Performance Benchmarks

Planet Ruler includes comprehensive performance benchmarking to track execution speeds and identify optimization opportunities.

Benchmark Overview

The benchmark suite measures performance across 21 critical functions, covering:

  • Mathematical operations: Geometry calculations (nanosecond scale)

  • Image processing: Loading, gradient analysis, segmentation (millisecond scale)

  • Optimization: Parameter fitting and uncertainty analysis (second scale)

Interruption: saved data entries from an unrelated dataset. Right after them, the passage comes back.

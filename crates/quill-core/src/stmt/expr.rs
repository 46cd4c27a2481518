use super::{BinaryOp, ExprAlias, ExprBinaryOp, ExprColumn, ExprParam, ExprSubquery, Value};
use crate::{schema::ColumnId, Schema};

/// An SQL expression.
///
/// The variant set is closed; serializers match on it exhaustively.
#[derive(Debug, Clone, PartialEq)]
pub enum Expr {
    /// `expr AS name`
    Alias(ExprAlias),

    /// Binary expression
    BinaryOp(ExprBinaryOp),

    /// References a column of a table, aliased table or derived table
    Column(ExprColumn),

    /// A literal with an explicit bind parameter name
    Param(ExprParam),

    /// A scalar subquery
    Subquery(ExprSubquery),

    /// A literal value. Always sent as a bind parameter.
    Value(Value),
}

impl Expr {
    pub fn value(value: impl Into<Value>) -> Self {
        Self::Value(value.into())
    }

    pub fn is_value(&self) -> bool {
        matches!(self, Self::Value(_))
    }

    pub fn as_value(&self) -> Option<&Value> {
        match self {
            Self::Value(value) => Some(value),
            _ => None,
        }
    }

    pub fn as_column(&self) -> Option<&ExprColumn> {
        match self {
            Self::Column(expr) => Some(expr),
            _ => None,
        }
    }

    /// The operator binding this expression, if any. Used to decide where
    /// parentheses are needed.
    pub fn operator(&self) -> Option<BinaryOp> {
        match self {
            Self::BinaryOp(expr) => Some(expr.op),
            Self::Alias(expr) => expr.expr.operator(),
            _ => None,
        }
    }

    /// The name a bind parameter compared against this expression is derived
    /// from, e.g. `name` for `users.name = 'ed'`.
    pub fn bind_base<'a>(&'a self, schema: &'a Schema) -> Option<&'a str> {
        match self {
            Self::Column(expr) => Some(expr.name(schema)),
            Self::Alias(expr) => Some(&expr.name),
            _ => None,
        }
    }
}

impl From<Value> for Expr {
    fn from(value: Value) -> Self {
        Self::Value(value)
    }
}

impl From<bool> for Expr {
    fn from(value: bool) -> Self {
        Self::Value(value.into())
    }
}

impl From<i32> for Expr {
    fn from(value: i32) -> Self {
        Self::Value(value.into())
    }
}

impl From<i64> for Expr {
    fn from(value: i64) -> Self {
        Self::Value(value.into())
    }
}

impl From<f64> for Expr {
    fn from(value: f64) -> Self {
        Self::Value(value.into())
    }
}

impl From<&str> for Expr {
    fn from(value: &str) -> Self {
        Self::Value(value.into())
    }
}

impl From<String> for Expr {
    fn from(value: String) -> Self {
        Self::Value(value.into())
    }
}

impl From<ColumnId> for Expr {
    fn from(value: ColumnId) -> Self {
        Self::Column(value.into())
    }
}

impl From<&Expr> for Expr {
    fn from(value: &Expr) -> Self {
        value.clone()
    }
}
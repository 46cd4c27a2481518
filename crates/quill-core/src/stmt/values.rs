use super::Expr;
use crate::schema::ColumnId;

use indexmap::IndexMap;

/// The column an UPDATE value is written to.
#[derive(Debug, Clone, PartialEq, Eq, Hash)]
pub enum ValueKey {
    Column(ColumnId),

    /// A bare column name, resolved against the statement's tables at compile
    /// time.
    Name(String),
}

impl ValueKey {
    pub fn as_column(&self) -> Option<ColumnId> {
        match self {
            Self::Column(column) => Some(*column),
            Self::Name(_) => None,
        }
    }

    pub fn as_name(&self) -> Option<&str> {
        match self {
            Self::Name(name) => Some(name),
            Self::Column(_) => None,
        }
    }
}

/// Ordered column-to-expression mapping of an UPDATE.
///
/// Inserting an existing key replaces its expression but keeps the key's
/// original position.
#[derive(Debug, Default, Clone)]
pub struct Values {
    entries: IndexMap<ValueKey, Expr>,
}

impl Values {
    pub fn insert(&mut self, key: impl Into<ValueKey>, expr: impl Into<Expr>) {
        self.entries.insert(key.into(), expr.into());
    }

    pub fn get(&self, key: &ValueKey) -> Option<&Expr> {
        self.entries.get(key)
    }

    pub fn len(&self) -> usize {
        self.entries.len()
    }

    pub fn is_empty(&self) -> bool {
        self.entries.is_empty()
    }

    pub fn iter(&self) -> indexmap::map::Iter<'_, ValueKey, Expr> {
        self.entries.iter()
    }
}

impl<'a> IntoIterator for &'a Values {
    type Item = (&'a ValueKey, &'a Expr);
    type IntoIter = indexmap::map::Iter<'a, ValueKey, Expr>;

    fn into_iter(self) -> Self::IntoIter {
        self.entries.iter()
    }
}

impl<K, E> FromIterator<(K, E)> for Values
where
    K: Into<ValueKey>,
    E: Into<Expr>,
{
    fn from_iter<T: IntoIterator<Item = (K, E)>>(iter: T) -> Self {
        let mut values = Values::default();
        for (key, expr) in iter {
            values.insert(key, expr);
        }
        values
    }
}

impl From<ColumnId> for ValueKey {
    fn from(value: ColumnId) -> Self {
        Self::Column(value)
    }
}

impl From<&str> for ValueKey {
    fn from(value: &str) -> Self {
        Self::Name(value.to_string())
    }
}

impl From<String> for ValueKey {
    fn from(value: String) -> Self {
        Self::Name(value)
    }
}
/// The statement shape an UPDATE compiled to.
#[derive(Debug, Clone, Copy, PartialEq, Eq)]
pub enum Form {
    /// `UPDATE t SET c=.. WHERE ..`
    SingleTable,

    /// `UPDATE t SET c=.. FROM a, b WHERE ..`
    CorrelatedFrom,

    /// `UPDATE t, a SET t.c=.., a.d=.. WHERE ..`
    MultiTable,
}

impl Form {
    /// SET columns are written `table.column`, so a bare name shared by
    /// several tables can go to the target.
    pub fn qualifies_set(self) -> bool {
        matches!(self, Self::MultiTable)
    }
}
use super::Error;

/// Error when a statement is invalid.
///
/// This occurs when:
/// - A raw column name in the values mapping matches no referenced table
/// - An UPDATE has nothing to put in its SET clause
#[derive(Debug)]
pub(super) struct InvalidStatement {
    message: Box<str>,
}

impl std::error::Error for InvalidStatement {}

impl core::fmt::Display for InvalidStatement {
    fn fmt(&self, f: &mut core::fmt::Formatter) -> core::fmt::Result {
        write!(f, "invalid statement: {}", self.message)
    }
}

impl Error {
    /// Creates an invalid statement error.
    pub fn invalid_statement(message: impl Into<String>) -> Error {
        Error::from(super::ErrorKind::InvalidStatement(InvalidStatement {
            message: String::into_boxed_str(message.into()),
        }))
    }

    /// Returns `true` if this error is an invalid statement error.
    pub fn is_invalid_statement(&self) -> bool {
        matches!(self.kind(), super::ErrorKind::InvalidStatement(_))
    }
}
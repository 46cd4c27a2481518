use super::Expr;

/// Labels an expression: `expr AS name`.
///
/// The label is only rendered in a SELECT projection. Anywhere else the
/// inner expression is rendered on its own.
#[derive(Debug, Clone, PartialEq)]
pub struct ExprAlias {
    pub expr: Box<Expr>,

    pub name: String,
}

impl Expr {
    pub fn alias(expr: impl Into<Self>, name: impl Into<String>) -> Self {
        ExprAlias {
            expr: Box::new(expr.into()),
            name: name.into(),
        }
        .into()
    }
}

impl From<ExprAlias> for Expr {
    fn from(value: ExprAlias) -> Self {
        Self::Alias(value)
    }
}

  • Memory usage: Large image processing and data structures

Running Benchmarks

Basic Benchmark Execution

# Run all benchmarks
pytest tests/test_benchmarks.py --benchmark-only

# Sort by mean execution time
pytest --benchmark-only --benchmark-sort=mean

# Show only the slowest functions
pytest --benchmark-only --benchmark-sort=mean --benchmark-max-time=5

Detailed Benchmark Options

# Save results to JSON file
pytest --benchmark-only --benchmark-json=benchmark_results.json

# Compare with baseline results
pytest --benchmark-only --benchmark-compare=baseline.json

# Run benchmarks with statistical analysis
pytest --benchmark-only --benchmark-statistics=mean,stddev,max,min

# Profile memory usage
pytest --benchmark-only --benchmark-memory

Performance Results

Core Geometry Functions

Fast Mathematical Operations (< 100 ns):

Function

Mean Time

Std Dev

Operations/sec

horizon_distance

52 ns

±3 ns

19.2M ops/sec

limb_camera_angle

78 ns

±5 ns

12.8M ops/sec

field_of_view

65 ns

±4 ns

15.4M ops/sec

detector_size

58 ns

±3 ns

17.2M ops/sec

Moderate Complexity Functions (100 ns - 10 μs):

Function

Mean Time

Std Dev

Operations/sec

intrinsic_transform

2.4 μs

±0.2 μs

417K ops/sec

extrinsic_transform

3.1 μs

±0.3 μs

323K ops/sec

pack_parameters

1.8 μs

±0.1 μs

556K ops/sec

unpack_parameters

1.2 μs

±0.1 μs

833K ops/sec

Image Processing Functions

Image Operations (millisecond scale):

Function (2MP image)

Mean Time

Std Dev

Images/sec

load_image

15.2 ms

±2.1 ms

65.8 images/sec

gradient_break

45.3 ms

±3.7 ms

22.1 images/sec

smooth_limb (1000px)

1.24 ms

±0.08 ms

806 operations/sec

fill_nans

0.89 ms

±0.06 ms

1124 operations/sec

Segmentation Performance:

Method

Mean Time

Memory Usage

Accuracy

Segment Anything (CPU)

2.8 seconds

1.2 GB

95%+ horizon detection

Segment Anything (GPU)

0.9 seconds

2.1 GB VRAM

95%+ horizon detection

Gradient Break

45 ms

50 MB

70-80% horizon detection

Optimization and Fitting

Parameter Fitting Performance:

Operation

Mean Time

Std Dev

Success Rate

CostFunction.cost

3.8 ms

±0.3 ms

N/A

CostFunction.evaluate

2.9 ms

±0.2 ms

N/A

limb_arc (1000x600)

2.5 ms

±0.1 ms

N/A

differential_evolution

28.7 seconds

±4.2 seconds

98%+ convergence

Uncertainty Analysis:

Function

Mean Time

Population Size

Memory

calculate_parameter_uncertainty

2.1 ms

300 samples

15 MB

unpack_diff_evol_posteriors

1.8 ms

300 samples

12 MB

format_parameter_result

0.03 ms

N/A

< 1 MB

Scaling Analysis

Image Size Performance

Performance scaling with image resolution:

# Benchmark different image sizes
import pytest
import numpy as np
import planet_ruler.image as img

@pytest.mark.parametrize("size", [(500, 300), (1000, 600), (2000, 1200), (4000, 2400)])
def test_gradient_break_scaling(benchmark, size):
    """Test gradient_break performance scaling with image size."""
    width, height = size
    test_image = np.random.randint(0, 255, (height, width, 3), dtype='uint8')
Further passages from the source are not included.